Data records:
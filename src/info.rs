//! Connection state published under `.info`.

use crate::observable::Observable;
use crate::query::Query;
use crate::snapshot::Snapshot;
use crate::store::ChangeSource;
use crate::view::ValueView;
use serde::{Deserialize, Serialize};
use std::rc::Rc;
use std::time::{Duration, SystemTime};

/// Path of the node a store publishes its connection state under.
pub const INFO_PATH: &str = ".info";

/// The connection state of a store.
///
/// # Examples
///
/// ```
/// use livefold::Info;
/// use serde_json::json;
///
/// let info: Info = serde_json::from_value(json!({"connected": true})).unwrap();
/// assert!(info.connected);
/// assert_eq!(info.server_time(), None);
/// ```
#[derive(Debug, Clone, Default, PartialEq, Serialize, Deserialize)]
#[serde(default, rename_all = "camelCase")]
pub struct Info {
    pub connected: bool,
    /// Estimated server clock skew, in milliseconds.
    #[serde(skip_serializing_if = "Option::is_none")]
    pub server_time_offset: Option<f64>,
}

impl Info {
    /// Read the connection state from a `.info` snapshot. A missing or
    /// malformed node reads as disconnected.
    pub fn from_snapshot(snapshot: &Snapshot) -> Self {
        if !snapshot.exists() {
            return Info::default();
        }
        match serde_json::from_value(snapshot.value().clone()) {
            Ok(info) => info,
            Err(error) => {
                log::warn!("malformed connection state: {error}");
                Info::default()
            }
        }
    }

    /// The current time on the server, if the store reports a clock offset.
    pub fn server_time(&self) -> Option<SystemTime> {
        let offset = self.server_time_offset?;
        let skew = Duration::try_from_secs_f64(offset.abs() / 1000.0).ok()?;
        let now = SystemTime::now();
        if offset < 0.0 {
            now.checked_sub(skew)
        } else {
            now.checked_add(skew)
        }
    }
}

/// The live connection state of a store.
pub struct InfoView;

impl InfoView {
    pub fn create(source: Rc<dyn ChangeSource>) -> Observable<Info> {
        ValueView::create(source, Query::new(INFO_PATH), Info::from_snapshot)
    }
}
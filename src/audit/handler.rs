/*
 * This file is part of the Obvia ERP.
 *
 * Copyright (C) 2025 Kovács Dávid <kapcsolat@kovacsdavid.dev>
 *
 * This program is free software: you can redistribute it and/or modify
 * it under the terms of the GNU Affero General Public License as published
 * by the Free Software Foundation, either version 3 of the License, or
 * (at your option) any later version.
 *
 * This program is distributed in the hope that it will be useful,
 * but WITHOUT ANY WARRANTY; without even the implied warranty of
 * MERCHANTABILITY or FITNESS FOR A PARTICULAR PURPOSE.  See the
 * GNU Affero General Public License for more details.
 *
 * You should have received a copy of the GNU Affero General Public License
 * along with this program.  If not, see <https://www.gnu.org/licenses/>.
 */

use crate::audit::model::{AuditFilter, NewAuditRecord, clamp_retention_days};
use crate::common::dto::{HandlerResult, OkResponseBuilder, PaginatorParams, PagedResult, QueryParam};
use crate::common::error::FriendlyError;
use crate::common::extractors::{ClientContext, TenantIdHeader, ValidJson};
use crate::app::AppState;
use axum::debug_handler;
use axum::extract::{Path, Query, State};
use axum::http::StatusCode;
use axum::response::sse::{Event, KeepAlive, Sse};
use axum::response::{IntoResponse, Response};
use chrono::{DateTime, Duration as ChronoDuration, Utc};
use serde::Deserialize;
use std::sync::Arc;
use tracing::Level;
use uuid::Uuid;

const ALLOWED_SORT_FIELDS: &[&str] = &["occurred_at", "created_at", "severity", "action"];
const DEFAULT_SORT_FIELD: &str = "occurred_at";
const DEFAULT_CRITICAL_WINDOW_HOURS: i64 = 24;
const DEFAULT_FAILED_AUTH_WINDOW_HOURS: i64 = 24;

fn parse_filter(q: &QueryParam) -> Result<AuditFilter, Response> {
    let bad = |field: &str| {
        FriendlyError::<String>::user_facing(
            Level::DEBUG,
            StatusCode::BAD_REQUEST,
            file!(),
            format!("invalid {field}"),
        )
        .into_response()
    };
    Ok(AuditFilter {
        action: q
            .action
            .as_deref()
            .map(|v| v.parse().map_err(|_| bad("action")))
            .transpose()?,
        resource: q
            .resource
            .as_deref()
            .map(|v| v.parse().map_err(|_| bad("resource")))
            .transpose()?,
        resource_id: q.resource_id.clone(),
        outcome: q
            .status
            .as_deref()
            .map(|v| v.parse().map_err(|_| bad("status")))
            .transpose()?,
        severity: q
            .severity
            .as_deref()
            .map(|v| v.parse().map_err(|_| bad("severity")))
            .transpose()?,
        user_id: q.user_id.clone(),
        client_address: q.ip_address.clone(),
        service_name: q.service_name.clone(),
        search: q.search.clone(),
        from_date: q
            .from_date
            .as_deref()
            .map(|v| DateTime::parse_from_rfc3339(v).map(|d| d.with_timezone(&Utc)).map_err(|_| bad("from_date")))
            .transpose()?,
        to_date: q
            .to_date
            .as_deref()
            .map(|v| DateTime::parse_from_rfc3339(v).map(|d| d.with_timezone(&Utc)).map_err(|_| bad("to_date")))
            .transpose()?,
    })
}

fn ok<D: serde::Serialize>(status: StatusCode, data: D) -> HandlerResult {
    OkResponseBuilder::new()
        .status_code(status)
        .data(data)
        .build()
        .map(IntoResponse::into_response)
        .map_err(IntoResponse::into_response)
}

fn map_repo_err(e: crate::common::error::RepositoryError) -> Response {
    match e {
        crate::common::error::RepositoryError::NotFound => FriendlyError::<String>::user_facing(
            Level::DEBUG,
            StatusCode::NOT_FOUND,
            file!(),
            "audit record not found".to_string(),
        )
        .into_response(),
        crate::common::error::RepositoryError::TenantPoolNotFound => FriendlyError::<String>::user_facing(
            Level::WARN,
            StatusCode::SERVICE_UNAVAILABLE,
            file!(),
            "tenant store unavailable".to_string(),
        )
        .into_response(),
        other => FriendlyError::<String>::internal(file!(), other.to_string()).into_response(),
    }
}

#[debug_handler]
pub async fn create(
    State(state): State<Arc<AppState>>,
    TenantIdHeader(tenant): TenantIdHeader,
    client: ClientContext,
    ValidJson(mut payload): ValidJson<NewAuditRecord>,
) -> HandlerResult {
    payload.client_address.get_or_insert_with(|| client.ip.to_string());
    if let Some(user_agent) = client.user_agent {
        payload.user_agent.get_or_insert(user_agent);
    }
    let record = state
        .audit_service
        .create(tenant.extract().get_value(), payload)
        .await
        .map_err(map_repo_err)?;
    ok(StatusCode::CREATED, record)
}

#[debug_handler]
pub async fn list(
    State(state): State<Arc<AppState>>,
    TenantIdHeader(tenant): TenantIdHeader,
    Query(q): Query<QueryParam>,
) -> HandlerResult {
    let filter = parse_filter(&q)?;
    let paging = PaginatorParams::from(&q);
    let ordering = crate::common::dto::OrderingParams::from_query(&q, ALLOWED_SORT_FIELDS, DEFAULT_SORT_FIELD);
    let (records, total) = state
        .audit_service
        .list(
            tenant.extract().get_value(),
            &filter,
            &ordering.order_by,
            ordering.order.as_sql(),
            paging.limit,
            paging.offset,
        )
        .await
        .map_err(map_repo_err)?;
    ok(
        StatusCode::OK,
        PagedResult {
            records,
            total,
            limit: paging.limit,
            offset: paging.offset,
        },
    )
}

#[debug_handler]
pub async fn get_one(
    State(state): State<Arc<AppState>>,
    TenantIdHeader(tenant): TenantIdHeader,
    Path(id): Path<Uuid>,
) -> HandlerResult {
    let record = state
        .audit_service
        .get_by_id(tenant.extract().get_value(), id)
        .await
        .map_err(map_repo_err)?;
    ok(StatusCode::OK, record)
}

#[derive(Debug, Deserialize)]
pub struct SummaryWindow {
    pub from_date: Option<String>,
    pub to_date: Option<String>,
}

#[debug_handler]
pub async fn summary(
    State(state): State<Arc<AppState>>,
    TenantIdHeader(tenant): TenantIdHeader,
    Query(q): Query<SummaryWindow>,
) -> HandlerResult {
    let now = Utc::now();
    let parse = |v: &Option<String>, default: DateTime<Utc>| -> Result<DateTime<Utc>, Response> {
        match v {
            Some(s) => DateTime::parse_from_rfc3339(s)
                .map(|d| d.with_timezone(&Utc))
                .map_err(|_| {
                    FriendlyError::<String>::user_facing(
                        Level::DEBUG,
                        StatusCode::BAD_REQUEST,
                        file!(),
                        "invalid date".to_string(),
                    )
                    .into_response()
                }),
            None => Ok(default),
        }
    };
    let from = parse(&q.from_date, now - ChronoDuration::days(30))?;
    let to = parse(&q.to_date, now)?;
    let data = state
        .audit_service
        .summary(tenant.extract().get_value(), from, to)
        .await
        .map_err(map_repo_err)?;
    ok(StatusCode::OK, data)
}

#[derive(Debug, Deserialize, Default)]
pub struct HoursWindow {
    pub hours: Option<i64>,
}

#[debug_handler]
pub async fn critical(
    State(state): State<Arc<AppState>>,
    TenantIdHeader(tenant): TenantIdHeader,
    Query(q): Query<HoursWindow>,
) -> HandlerResult {
    let data = state
        .audit_service
        .get_critical_events(
            tenant.extract().get_value(),
            q.hours.unwrap_or(DEFAULT_CRITICAL_WINDOW_HOURS),
        )
        .await
        .map_err(map_repo_err)?;
    ok(StatusCode::OK, data)
}

#[debug_handler]
pub async fn failed_auth(
    State(state): State<Arc<AppState>>,
    TenantIdHeader(tenant): TenantIdHeader,
    Query(q): Query<HoursWindow>,
) -> HandlerResult {
    let data = state
        .audit_service
        .get_failed_auth(
            tenant.extract().get_value(),
            q.hours.unwrap_or(DEFAULT_FAILED_AUTH_WINDOW_HOURS),
        )
        .await
        .map_err(map_repo_err)?;
    ok(StatusCode::OK, data)
}

#[debug_handler]
pub async fn suspicious_activity(
    State(state): State<Arc<AppState>>,
    TenantIdHeader(tenant): TenantIdHeader,
) -> HandlerResult {
    let data = state
        .audit_service
        .get_suspicious(tenant.extract().get_value())
        .await
        .map_err(map_repo_err)?;
    ok(StatusCode::OK, data)
}

#[debug_handler]
pub async fn resource_history(
    State(state): State<Arc<AppState>>,
    TenantIdHeader(tenant): TenantIdHeader,
    Path((resource_type, resource_id)): Path<(String, String)>,
) -> HandlerResult {
    let data = state
        .audit_service
        .get_resource_history(tenant.extract().get_value(), &resource_type, &resource_id)
        .await
        .map_err(map_repo_err)?;
    ok(StatusCode::OK, data)
}

#[debug_handler]
pub async fn user_activity(
    State(state): State<Arc<AppState>>,
    TenantIdHeader(tenant): TenantIdHeader,
    Path(user_id): Path<String>,
    Query(q): Query<PaginatorParams2>,
) -> HandlerResult {
    let data = state
        .audit_service
        .get_user_activity(tenant.extract().get_value(), &user_id, q.limit.unwrap_or(50))
        .await
        .map_err(map_repo_err)?;
    ok(StatusCode::OK, data)
}

#[derive(Debug, Deserialize, Default)]
pub struct PaginatorParams2 {
    pub limit: Option<i64>,
}

#[debug_handler]
pub async fn ip_history(
    State(state): State<Arc<AppState>>,
    TenantIdHeader(tenant): TenantIdHeader,
    Path(user_id): Path<String>,
) -> HandlerResult {
    let data = state
        .audit_service
        .ip_history(tenant.extract().get_value(), &user_id)
        .await
        .map_err(map_repo_err)?;
    ok(StatusCode::OK, data)
}

#[debug_handler]
pub async fn recent(
    State(state): State<Arc<AppState>>,
    TenantIdHeader(tenant): TenantIdHeader,
    Query(q): Query<PaginatorParams2>,
) -> HandlerResult {
    let data = state
        .audit_service
        .recent_logs(tenant.extract().get_value(), q.limit.unwrap_or(20))
        .await
        .map_err(map_repo_err)?;
    ok(StatusCode::OK, data)
}

#[debug_handler]
pub async fn stream(
    State(state): State<Arc<AppState>>,
    TenantIdHeader(tenant): TenantIdHeader,
) -> Sse<impl tokio_stream::Stream<Item = Result<Event, std::convert::Infallible>>> {
    let tenant_id = tenant.extract().get_value().clone();
    Sse::new(state.live_fanout.stream(tenant_id)).keep_alive(KeepAlive::default())
}

#[debug_handler]
pub async fn export(
    State(state): State<Arc<AppState>>,
    TenantIdHeader(tenant): TenantIdHeader,
    Query(q): Query<QueryParam>,
) -> HandlerResult {
    let filter = parse_filter(&q)?;
    let records = state
        .audit_service
        .export(tenant.extract().get_value(), &filter)
        .await
        .map_err(map_repo_err)?;
    match q.format.as_deref() {
        Some("csv") => {
            let body = crate::audit::service::AuditService::render_csv(&records);
            Ok((
                StatusCode::OK,
                [("content-type", "text/csv")],
                body,
            )
                .into_response())
        }
        _ => {
            let body = crate::audit::service::AuditService::render_json(&records)
                .map_err(|e| FriendlyError::<String>::internal(file!(), e.to_string()).into_response())?;
            Ok((
                StatusCode::OK,
                [("content-type", "application/json")],
                body,
            )
                .into_response())
        }
    }
}

#[debug_handler]
pub async fn get_retention(
    State(state): State<Arc<AppState>>,
    TenantIdHeader(tenant): TenantIdHeader,
) -> HandlerResult {
    let data = state
        .audit_service
        .get_retention(tenant.extract().get_value())
        .await
        .map_err(map_repo_err)?;
    ok(StatusCode::OK, data)
}

#[derive(Debug, Deserialize)]
pub struct RetentionInput {
    pub retention_days: i32,
}

#[debug_handler]
pub async fn set_retention(
    State(state): State<Arc<AppState>>,
    TenantIdHeader(tenant): TenantIdHeader,
    ValidJson(payload): ValidJson<RetentionInput>,
) -> HandlerResult {
    let days = clamp_retention_days(payload.retention_days);
    let data = state
        .audit_service
        .set_retention(tenant.extract().get_value(), days)
        .await
        .map_err(map_repo_err)?;
    ok(StatusCode::OK, data)
}

#[debug_handler]
pub async fn cleanup(
    State(state): State<Arc<AppState>>,
    TenantIdHeader(tenant): TenantIdHeader,
) -> HandlerResult {
    let setting = state
        .audit_service
        .get_retention(tenant.extract().get_value())
        .await
        .map_err(map_repo_err)?;
    let deleted = state
        .audit_service
        .cleanup(tenant.extract().get_value(), setting.retention_days)
        .await
        .map_err(map_repo_err)?;
    ok(StatusCode::OK, serde_json::json!({"deleted": deleted}))
}
/*
 * This file is part of the Obvia ERP.
 *
 * Copyright (C) 2025 Kovács Dávid <kapcsolat@kovacsdavid.dev>
 *
 * This program is free software: you can redistribute it and/or modify
 * it under the terms of the GNU Affero General Public License as published
 * by the Free Software Foundation, either version 3 of the License, or
 * (at your option) any later version.
 *
 * This program is distributed in the hope that it will be useful,
 * but WITHOUT ANY WARRANTY; without even the implied warranty of
 * MERCHANTABILITY or FITNESS FOR A PARTICULAR PURPOSE.  See the
 * GNU Affero General Public License for more details.
 *
 * You should have received a copy of the GNU Affero General Public License
 * along with this program.  If not, see <https://www.gnu.org/licenses/>.
 */

use axum::{
    extract::{ConnectInfo, FromRequestParts},
    http::request::Parts,
};
use std::net::{IpAddr, SocketAddr};

pub struct ClientContext {
    pub ip: IpAddr,
    pub user_agent: Option<String>,
}

impl<S> FromRequestParts<S> for ClientContext
where
    S: Send + Sync,
{
    type Rejection = std::convert::Infallible;

    async fn from_request_parts(parts: &mut Parts, _state: &S) -> Result<Self, Self::Rejection> {
        let user_agent = parts
            .headers
            .get(axum::http::header::USER_AGENT)
            .and_then(|v| v.to_str().ok())
            .map(|s| s.to_string());

        if let Some(ip) = parts
            .headers
            .get("x-real-ip")
            .and_then(|v| v.to_str().ok())
            .and_then(|s| s.parse::<IpAddr>().ok())
        {
            return Ok(ClientContext { ip, user_agent });
        }

        if let Some(ip) = parts
            .headers
            .get("x-forwarded-for")
            .and_then(|v| v.to_str().ok())
            .and_then(|s| s.split(',').next())
            .and_then(|s| s.trim().parse::<IpAddr>().ok())
        {
            return Ok(ClientContext { ip, user_agent });
        }

        if let Some(ConnectInfo(addr)) = parts.extensions.get::<ConnectInfo<SocketAddr>>() {
            return Ok(ClientContext {
                ip: addr.ip(),
                user_agent,
            });
        }

        Ok(ClientContext {
            ip: IpAddr::V4(std::net::Ipv4Addr::new(127, 0, 0, 1)),
            user_agent,
        })
    }
}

ABOUT THIS TASK:
Using the records above, count every line that includes the word "FromRequestParts", and state the number only.

OUTPUT OF THE TASK:
2